In his letter, the Minister of Public Safety and Solicitor General noted that British Columbia had passed legislative measures which, once in force, would provide a number of substantive protections for recipients of payday loans in British Columbia, including a maximum cost of borrowing charge. The British Columbia legislation, the Business Practices and Consumer Protection (Payday Loans) Amendment Act, 2007, received Royal Assent on November 22, 2007. The protections in this legislation include, inter alia,

  • prohibitions on the granting of rollovers (repeat loans, which can become particularly expensive for consumers);
  • a cooling-off period that allows consumers to cancel their loans without charge at any time before the end of the next day that the payday lender is open for business following the date on which the borrower receives the first advance on the loan; and
  • specific contractual disclosure requirements, such as disclosure of the complete cost of borrowing expressed as an Annual Percentage Rate, as well as a requirement to place a sign inside each store clearly indicating the costs of a payday loan.

In addition, the province has established a cost of borrowing limit of $23 per $100 loaned.

This legislation fulfills the requirements for designation as set out in subsection 347.1(3) of the Criminal Code which states that “the Governor in Council shall, by order and at the request of the lieutenant governor in council of a province, designate the province for the purposes of this section if the province has legislative measures that protect recipients of payday loans and that provide for limits on the total cost of borrowing under the agreements.”

The regime is very narrow in scope, applying only to payday lenders, and therefore has no effect on other sectors.

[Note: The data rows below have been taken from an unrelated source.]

//! Router core module - registration and the per-request dispatch path.

use http::Method;
use regex::Regex;
use std::fmt;
use std::path::PathBuf;
use std::sync::Arc;
use std::time::Instant;
use tracing::{debug, info, warn};

use super::group::RouteGroup;
use super::params::{get_param, ParamSet, ParamVec};
use super::pattern::{compile_pattern, PatternError};
use crate::middleware::Middleware;
use crate::server::{handler, Handler, Request, Response};
use crate::static_files::StaticFiles;

/// Name of the catch-all parameter used by [`Router::static_files`].
pub const STATIC_PATH_PARAM: &str = "filepath";

/// One registered `(method, pattern, handler, middleware)` tuple.
///
/// Routes are immutable once built; the router only ever appends them.
#[derive(Clone)]
pub struct Route {
    method: Method,
    pattern: String,
    matcher: Regex,
    param_names: Vec<Arc<str>>,
    handler: Handler,
    middlewares: Vec<Arc<dyn Middleware>>,
}

impl Route {
    /// Compile `pattern` and build a route from it.
    ///
    /// # Errors
    ///
    /// Returns the [`PatternError`] produced by the pattern compiler.
    pub fn new(
        method: Method,
        pattern: &str,
        handler: Handler,
        middlewares: Vec<Arc<dyn Middleware>>,
    ) -> Result<Self, PatternError> {
        let compiled = compile_pattern(pattern)?;
        Ok(Self {
            method,
            pattern: pattern.to_string(),
            matcher: compiled.matcher,
            param_names: compiled.param_names,
            handler,
            middlewares,
        })
    }

    #[must_use]
    pub fn method(&self) -> &Method {
        &self.method
    }

    /// The pattern as it was registered.
    #[must_use]
    pub fn pattern(&self) -> &str {
        &self.pattern
    }

    #[must_use]
    pub fn matcher(&self) -> &Regex {
        &self.matcher
    }

    #[must_use]
    pub fn param_names(&self) -> &[Arc<str>] {
        &self.param_names
    }

    /// Number of route-specific middleware.
    #[must_use]
    pub fn middleware_count(&self) -> usize {
        self.middlewares.len()
    }

    /// Match `path` against this route, returning the captured parameters.
    ///
    /// Matching runs on the raw (still percent-encoded) path, so an encoded
    /// `%2F` never splits a segment. Each captured value is then
    /// percent-decoded: `/users/john%20doe` binds `id = "john doe"` and
    /// `/users/a%2Fb` binds `id = "a/b"`. A capture that does not decode to
    /// UTF-8 means the route does not match.
    #[must_use]
    pub fn match_path(&self, path: &str) -> Option<ParamSet> {
        let caps = self.matcher.captures(path)?;
        let params = self
            .param_names
            .iter()
            .enumerate()
            .map(|(i, name)| {
                let raw = caps.get(i + 1).map_or("", |m| m.as_str());
                match urlencoding::decode(raw) {
                    Ok(value) => Some((Arc::clone(name), value.into_owned())),
                    Err(e) => {
                        debug!(param = %name, raw = %raw, error = %e, "Undecodable path parameter");
                        None
                    }
                }
            })
            .collect::<Option<ParamVec>>()?;
        Some(ParamSet::from_vec(params))
    }
}

impl fmt::Debug for Route {
    fn fmt(&self, f: &mut fmt::Formatter<'_>) -> fmt::Result {
        f.debug_struct("Route")
            .field("method", &self.method)
            .field("pattern", &self.pattern)
            .field("matcher", &self.matcher.as_str())
            .field("param_names", &self.param_names)
            .field("middlewares", &self.middlewares.len())
            .finish_non_exhaustive()
    }
}

/// Ordered route table plus router-wide middleware.
///
/// Build it completely before serving. Once requests are being dispatched the
/// router is only read; to change routes at runtime, build a new router and
/// swap it in through [`SharedRouter`](crate::hot_reload::SharedRouter).
///
/// # Matching
///
/// Routes are tried in registration order and the first one whose method and
/// anchored matcher both accept the request wins. Overlapping patterns are
/// not an error: a later route is simply shadowed.
///
/// # Middleware order
///
/// The chain is composed fresh for every dispatch, so [`Router::use_middleware`]
/// also applies to routes registered before it. Inbound order is router
/// middleware (registration order), then route middleware (registration
/// order), then the handler; post-processing unwinds in reverse.
#[derive(Clone, Default)]
pub struct Router {
    routes: Vec<Route>,
    middlewares: Vec<Arc<dyn Middleware>>,
}

impl Router {
    #[must_use]
    pub fn new() -> Self {
        Self::default()
    }

    /// Append router-wide middleware.
    pub fn use_middleware(&mut self, middleware: Arc<dyn Middleware>) -> &mut Self {
        self.middlewares.push(middleware);
        self
    }

    /// Compile `pattern` and append a route for `method`.
    ///
    /// `middlewares` are route-specific and run after all router-wide
    /// middleware, in the order given, with the last one directly around the
    /// handler.
    ///
    /// # Errors
    ///
    /// A malformed pattern is a configuration error and nothing is registered.
    pub fn add_route(
        &mut self,
        method: Method,
        pattern: &str,
        handler: Handler,
        middlewares: &[Arc<dyn Middleware>],
    ) -> Result<&mut Self, PatternError> {
        let route = Route::new(method, pattern, handler, middlewares.to_vec())?;
        debug!(
            method = %route.method,
            pattern = %route.pattern,
            matcher = %route.matcher.as_str(),
            param_names = ?route.param_names,
            middleware_count = route.middlewares.len(),
            "Route registered"
        );
        self.routes.push(route);
        Ok(self)
    }

    /// Register a `GET` route. See [`Router::add_route`].
    ///
    /// # Errors
    ///
    /// Returns a [`PatternError`] for a malformed pattern.
    pub fn get(
        &mut self,
        pattern: &str,
        handler: Handler,
        middlewares: &[Arc<dyn Middleware>],
    ) -> Result<&mut Self, PatternError> {
        self.add_route(Method::GET, pattern, handler, middlewares)
    }

    /// Register a `POST` route. See [`Router::add_route`].
    ///
    /// # Errors
    ///
    /// Returns a [`PatternError`] for a malformed pattern.
    pub fn post(
        &mut self,
        pattern: &str,
        handler: Handler,
        middlewares: &[Arc<dyn Middleware>],
    ) -> Result<&mut Self, PatternError> {
        self.add_route(Method::POST, pattern, handler, middlewares)
    }

    /// Register a `PUT` route. See [`Router::add_route`].
    ///
    /// # Errors
    ///
    /// Returns a [`PatternError`] for a malformed pattern.
    pub fn put(
        &mut self,
        pattern: &str,
        handler: Handler,
        middlewares: &[Arc<dyn Middleware>],
    ) -> Result<&mut Self, PatternError> {
        self.add_route(Method::PUT, pattern, handler, middlewares)
    }

    /// Register a `DELETE` route. See [`Router::add_route`].
    ///
    /// # Errors
    ///
    /// Returns a [`PatternError`] for a malformed pattern.
    pub fn delete(
        &mut self,
        pattern: &str,
        handler: Handler,
        middlewares: &[Arc<dyn Middleware>],
    ) -> Result<&mut Self, PatternError> {
        self.add_route(Method::DELETE, pattern, handler, middlewares)
    }

    /// Register a `PATCH` route. See [`Router::add_route`].
    ///
    /// # Errors
    ///
    /// Returns a [`PatternError`] for a malformed pattern.
    pub fn patch(
        &mut self,
        pattern: &str,
        handler: Handler,
        middlewares: &[Arc<dyn Middleware>],
    ) -> Result<&mut Self, PatternError> {
        self.add_route(Method::PATCH, pattern, handler, middlewares)
    }

    /// Start a group of routes sharing `prefix` and leading `middlewares`.
    pub fn group(&mut self, prefix: &str, middlewares: &[Arc<dyn Middleware>]) -> RouteGroup<'_> {
        RouteGroup::new(self, prefix, middlewares)
    }

    /// Serve files from `dir` for every `GET` under `prefix`.
    ///
    /// Registers an ordinary route `GET {prefix}/{*filepath}`; the remainder of
    /// the path is resolved inside `dir` by [`StaticFiles`].
    ///
    /// # Errors
    ///
    /// Returns a [`PatternError`] if `prefix` is not a valid pattern.
    pub fn static_files(
        &mut self,
        prefix: &str,
        dir: impl Into<PathBuf>,
    ) -> Result<&mut Self, PatternError> {
        let files = Arc::new(StaticFiles::new(dir));
        let pattern = format!("{}/{{*{STATIC_PATH_PARAM}}}", prefix.trim_end_matches('/'));
        self.get(
            &pattern,
            handler(move |res: &mut Response, req: &Request| {
                files.serve(res, get_param(req, STATIC_PATH_PARAM));
            }),
            &[],
        )
    }

    /// Registered routes in match order.
    #[must_use]
    pub fn routes(&self) -> &[Route] {
        &self.routes
    }

    #[must_use]
    pub fn len(&self) -> usize {
        self.routes.len()
    }

    #[must_use]
    pub fn is_empty(&self) -> bool {
        self.routes.is_empty()
    }

    /// Number of router-wide middleware.
    #[must_use]
    pub fn middleware_count(&self) -> usize {
        self.middlewares.len()
    }

    /// Print all registered routes to stdout.
    pub fn dump_routes(&self) {
        println!("[routes] count={}", self.routes.len());
        for route in &self.routes {
            println!(
                "[route] {:<7} {} (params: {}, middleware: {})",
                route.method.as_str(),
                route.pattern,
                route.param_names.join(","),
                route.middlewares.len()
            );
        }
    }

    /// Find the first route accepting `method` and `path`.
    ///
    /// Pure lookup; no handler or middleware runs.
    #[must_use]
    pub fn route(&self, method: &Method, path: &str) -> Option<(&Route, ParamSet)> {
        self.routes
            .iter()
            .filter(|route| route.method == *method)
            .find_map(|route| route.match_path(path).map(|params| (route, params)))
    }

    /// Dispatch `req` to the first matching route, writing into `res`.
    ///
    /// On a match, the captured [`ParamSet`] is attached to the request and
    /// the composed chain runs. Without a match the response becomes
    /// `404 Not Found` and nothing else runs.
    pub fn dispatch(&self, res: &mut Response, mut req: Request) {
        let match_start = Instant::now();
        let method = req.method().clone();
        let path = req.uri().path().to_string();

        debug!(method = %method, path = %path, "Route match attempt");

        let Some((route, params)) = self.route(&method, &path) else {
            warn!(
                method = %method,
                path = %path,
                duration_us = match_start.elapsed().as_micros() as u64,
                "No route matched"
            );
            res.not_found();
            return;
        };

        info!(
            method = %method,
            path = %path,
            route_pattern = %route.pattern,
            path_params = ?params,
            duration_us = match_start.elapsed().as_micros() as u64,
            "Route matched"
        );

        req.extensions_mut().insert(params);
        let chain = self.compose(route);
        chain(res, &req);
    }

    /// Dispatch `req` into a fresh [`Response`].
    #[must_use]
    pub fn handle(&self, req: Request) -> Response {
        let mut res = Response::new();
        self.dispatch(&mut res, req);
        res
    }

    /// Wrap the route's handler: route middleware innermost, router
    /// middleware outermost, each list folded from its last entry.
    fn compose(&self, route: &Route) -> Handler {
        let inner = route
            .middlewares
            .iter()
            .rev()
            .fold(Arc::clone(&route.handler), |next, mw| mw.wrap(next));
        self.middlewares
            .iter()
            .rev()
            .fold(inner, |next, mw| mw.wrap(next))
    }
}

impl fmt::Debug for Router {
    fn fmt(&self, f: &mut fmt::Formatter<'_>) -> fmt::Result {
        f.debug_struct("Router")
            .field("routes", &self.routes)
            .field("middlewares", &self.middlewares.len())
            .finish()
    }
}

Similarly, the federal designation has no impact on the application of section 347, outside of a narrowly defined set of payday lending agreements provided by payday lenders that are licensed by the province.

Background on the designation process

The designation process plays an important role in determining whether section 347 of the Criminal Code, the criminal interest rate provision, and section 2 of the Interest Act will apply to certain payday loan agreements. Section 347 of the Criminal Code makes it an offence to enter into an agreement for, or receive payment of, interest at an effective annual interest rate exceeding 60%.

Under section 347.1 of the Criminal Code, a payday loan agreement will be exempt from section 347 when

(a) the payday loan is for $1,500 or less and the term of the agreement is 62 days or less;

(b) the payday lender is licensed or otherwise specifically authorized by the province or territory to provide payday loans; and

(c) the province or territory has been designated by the Governor in Council.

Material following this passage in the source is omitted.